Group Asserts Nickelodeon Markets 'Junk Food'


A coalition of health groups is pressuring Viacom to implement stronger nutritional standards for the foods marketed on Nickelodeon.

The Food Marketing Workgroup -- led by the nonprofit Center for Science in the Public Interest and Berkeley Media Studies Group, and comprising the American Cancer Society, American Heart Association, Jamie Oliver Food Foundation, Environmental Working Group and others – sent a letter to Viacom Inc. president/CEO Philippe Dauman and Nickelodeon president Cyma Zarghami.

The letter urges the executives to “implement strong nutrition standards for all of the company’s food marketing to children,” including all television advertising on Nickelodeon channels, company sites and mobile platforms. It also urges the company to apply stricter nutrition standards for products that want to use licensed characters like Dora the Explorer and SpongeBob SquarePants.



The letter --  part of a larger campaign being launched by the Workgroup that includes  social media, a letter-writing campaign to Nickelodeon’s CEO and other efforts --  is the latest volley in the ongoing controversy over food marketing to children. 

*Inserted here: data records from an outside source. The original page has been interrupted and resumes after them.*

//! Batch queues
//!
//! Requests sent in a batch mode are marshaled immediately but held until
//! flushed, then transmitted together as one BatchRequest message.

use bytes::Bytes;
use objrpc_wire::InvocationMode;

/// Which batch queue a request belongs to
#[derive(Debug, Clone, Copy, PartialEq, Eq, Hash)]
pub enum BatchMode {
    Oneway,
    Datagram,
}

impl BatchMode {
    /// Batch queue for `mode`, if it is a batch mode
    pub fn of(mode: InvocationMode) -> Option<Self> {
        match mode {
            InvocationMode::BatchOneway => Some(Self::Oneway),
            InvocationMode::BatchDatagram => Some(Self::Datagram),
            _ => None,
        }
    }
}

/// Observable state of a batch queue
#[derive(Debug, Clone, Copy, PartialEq, Eq)]
pub enum BatchState {
    Empty,
    Accumulating(usize),
}

/// Ordered buffer of marshaled request bodies
#[derive(Debug, Default)]
pub struct BatchQueue {
    requests: Vec<Bytes>,
    size: usize,
}

impl BatchQueue {
    pub fn new() -> Self {
        Self::default()
    }

    pub fn push(&mut self, body: Bytes) {
        self.size += body.len();
        self.requests.push(body);
    }

    /// Take every queued request in submission order, leaving the queue empty
    pub fn take(&mut self) -> Vec<Bytes> {
        self.size = 0;
        std::mem::take(&mut self.requests)
    }

    /// Drop everything queued; returns how many requests were lost
    pub fn discard(&mut self) -> usize {
        self.size = 0;
        let count = self.requests.len();
        self.requests.clear();
        count
    }

    pub fn len(&self) -> usize {
        self.requests.len()
    }

    pub fn is_empty(&self) -> bool {
        self.requests.is_empty()
    }

    /// Total size of the queued bodies in bytes
    pub fn size(&self) -> usize {
        self.size
    }

    pub fn state(&self) -> BatchState {
        match self.requests.len() {
            0 => BatchState::Empty,
            n => BatchState::Accumulating(n),
        }
    }
}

After intensive lobbying by the food and beverage industry – which says that the voluntary Children’s Food and Beverage Advertising Initiative (CFBAI) overseen by the Council for Better Business Bureaus is sufficient – Congress last December required that the Interagency Working Group creating voluntary federal guidelines for food marketing to children conduct a cost/benefit analysis of its recommendations. 

That appears to have effectively squelched the guidelines. In March, FTC chairman Jon Leibowitz stated that the guidelines were no longer an agency priority and that “it’s probably time to move on.” Some guidelines advocates accused the Obama administration of essentially withdrawing its support of the guidelines for political reasons (a charge that the administration has denied). 

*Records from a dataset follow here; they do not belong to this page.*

//! Datagram transport
//!
//! Each UDP datagram carries exactly one complete message. Only requests
//! that expect no reply travel this way, so the message size is bounded
//! by the datagram payload limit.

use crate::error::{Result, WireError};
use crate::frame::MessageHeader;
use crate::transport::{FrameSink, FrameSource};
use async_trait::async_trait;
use bytes::{Bytes, BytesMut};
use std::net::SocketAddr;
use std::sync::Arc;
use tokio::net::{ToSocketAddrs, UdpSocket};
use tracing::{debug, trace};

/// Maximum theoretical UDP payload size
pub const MAX_UDP_PAYLOAD: usize = 65507;

/// Datagram message transport
pub struct UdpFrameTransport {
    socket: Arc<UdpSocket>,
    max_message_size: usize,
    recv_buf: BytesMut,
}

impl UdpFrameTransport {
    pub fn new(socket: Arc<UdpSocket>) -> Self {
        Self::with_max_size(socket, MAX_UDP_PAYLOAD)
    }

    pub fn with_max_size(socket: Arc<UdpSocket>, max_message_size: usize) -> Self {
        let max_size = max_message_size.min(MAX_UDP_PAYLOAD);
        Self {
            socket,
            max_message_size: max_size,
            recv_buf: BytesMut::with_capacity(max_size),
        }
    }

    /// Bind to a local address, e.g. `"127.0.0.1:0"`
    pub async fn bind(addr: impl ToSocketAddrs) -> Result<Self> {
        let socket = UdpSocket::bind(addr).await?;
        Ok(Self::new(Arc::new(socket)))
    }

    /// Bind an ephemeral local port and connect it to `addr`
    pub async fn connect(addr: SocketAddr) -> Result<Self> {
        let local: SocketAddr = if addr.is_ipv4() {
            SocketAddr::from(([0, 0, 0, 0], 0))
        } else {
            SocketAddr::from(([0u16; 8], 0))
        };
        let socket = UdpSocket::bind(local).await?;
        socket.connect(addr).await?;
        Ok(Self::new(Arc::new(socket)))
    }

    pub fn local_addr(&self) -> Result<SocketAddr> {
        Ok(self.socket.local_addr()?)
    }

    pub fn socket(&self) -> &Arc<UdpSocket> {
        &self.socket
    }

    fn check_size(&self, len: usize) -> Result<()> {
        if len > self.max_message_size {
            debug!(
                "Datagram of {} bytes exceeds the {} byte limit",
                len, self.max_message_size
            );
            return Err(WireError::MessageTooLarge {
                size: len,
                max: self.max_message_size,
            });
        }
        Ok(())
    }

    /// Send a message on the connected socket
    pub async fn send(&self, data: &[u8]) -> Result<()> {
        self.check_size(data.len())?;
        self.socket.send(data).await?;
        trace!("Sent {} byte datagram", data.len());
        Ok(())
    }

    /// Receive one message and its sender. Datagrams too short to hold a
    /// header are rejected.
    pub async fn recv_from(&mut self) -> Result<(Bytes, SocketAddr)> {
        self.recv_buf.clear();
        self.recv_buf.resize(self.max_message_size, 0);

        let (len, addr) = self.socket.recv_from(&mut self.recv_buf).await?;
        self.recv_buf.truncate(len);
        if let Err(e) = MessageHeader::decode(&self.recv_buf) {
            debug!("Malformed {} byte datagram from {}: {}", len, addr, e);
            return Err(e);
        }
        trace!("Received {} byte datagram from {}", len, addr);

        Ok((self.recv_buf.split().freeze(), addr))
    }

    /// Receive one message on the connected socket
    pub async fn recv(&mut self) -> Result<Bytes> {
        self.recv_buf.clear();
        self.recv_buf.resize(self.max_message_size, 0);

        let len = self.socket.recv(&mut self.recv_buf).await?;
        self.recv_buf.truncate(len);

        Ok(self.recv_buf.split().freeze())
    }
}

#[async_trait]
impl FrameSink for UdpFrameTransport {
    async fn send_frame(&mut self, data: Bytes) -> Result<()> {
        self.send(&data).await
    }

    async fn close(&mut self) -> Result<()> {
        Ok(())
    }
}

#[async_trait]
impl FrameSource for UdpFrameTransport {
    async fn recv_frame(&mut self) -> Result<Bytes> {
        self.recv().await
    }
}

In any case, CSPI and other groups aren’t about to give up. The Food Marketing Workgroup’s letter states that while the group appreciates Nickelodeon’s “efforts to promote healthy lifestyles to children,” such efforts are “insufficient given the magnitude of the problem.” Nick’s PSAs, philanthropic activities, and partnerships with children’s groups “do not counterbalance the effect of Nickelodeon’s core business and children’s exposure to unhealthy food marketing,” the group asserts. “The mix of Nickelodeon’s marketing remains out of balance, doing more to promote unhealthy than healthy eating. This contradicts the network’s claim that since 2002 it has ‘made childhood obesity a filter by which [it] reviews all our business initiatives.’”

The Workgroup also maintains that Nickelodeon’s efforts lag those of other children’s entertainment companies. For example, The Walt Disney Company has announced plans to apply nutrition standards to ads through child-directed television, radio and online sites, and update its nutrition standards for foods that can be advertised to children. ION media also has standards for food marketing to children. 

Nickelodeon should at minimum “meet the food industry’s own baseline” and join the CFBAI – or better yet, “show leadership” by working to help the Interagency Working Group guidelines get implemented, contends the Workgroup. 

Nickelodeon issued a statement saying that the vast majority of its advertisers are already committed to the CFBAI standards, and that no entertainment brand has done more to fight childhood obesity over the past decade, reported Adweek. The brand has worked with the “Let’s Move” program and the Alliance for a Healthier Generation, as well as regularly dedicating free air time to health/wellness messaging, it stressed.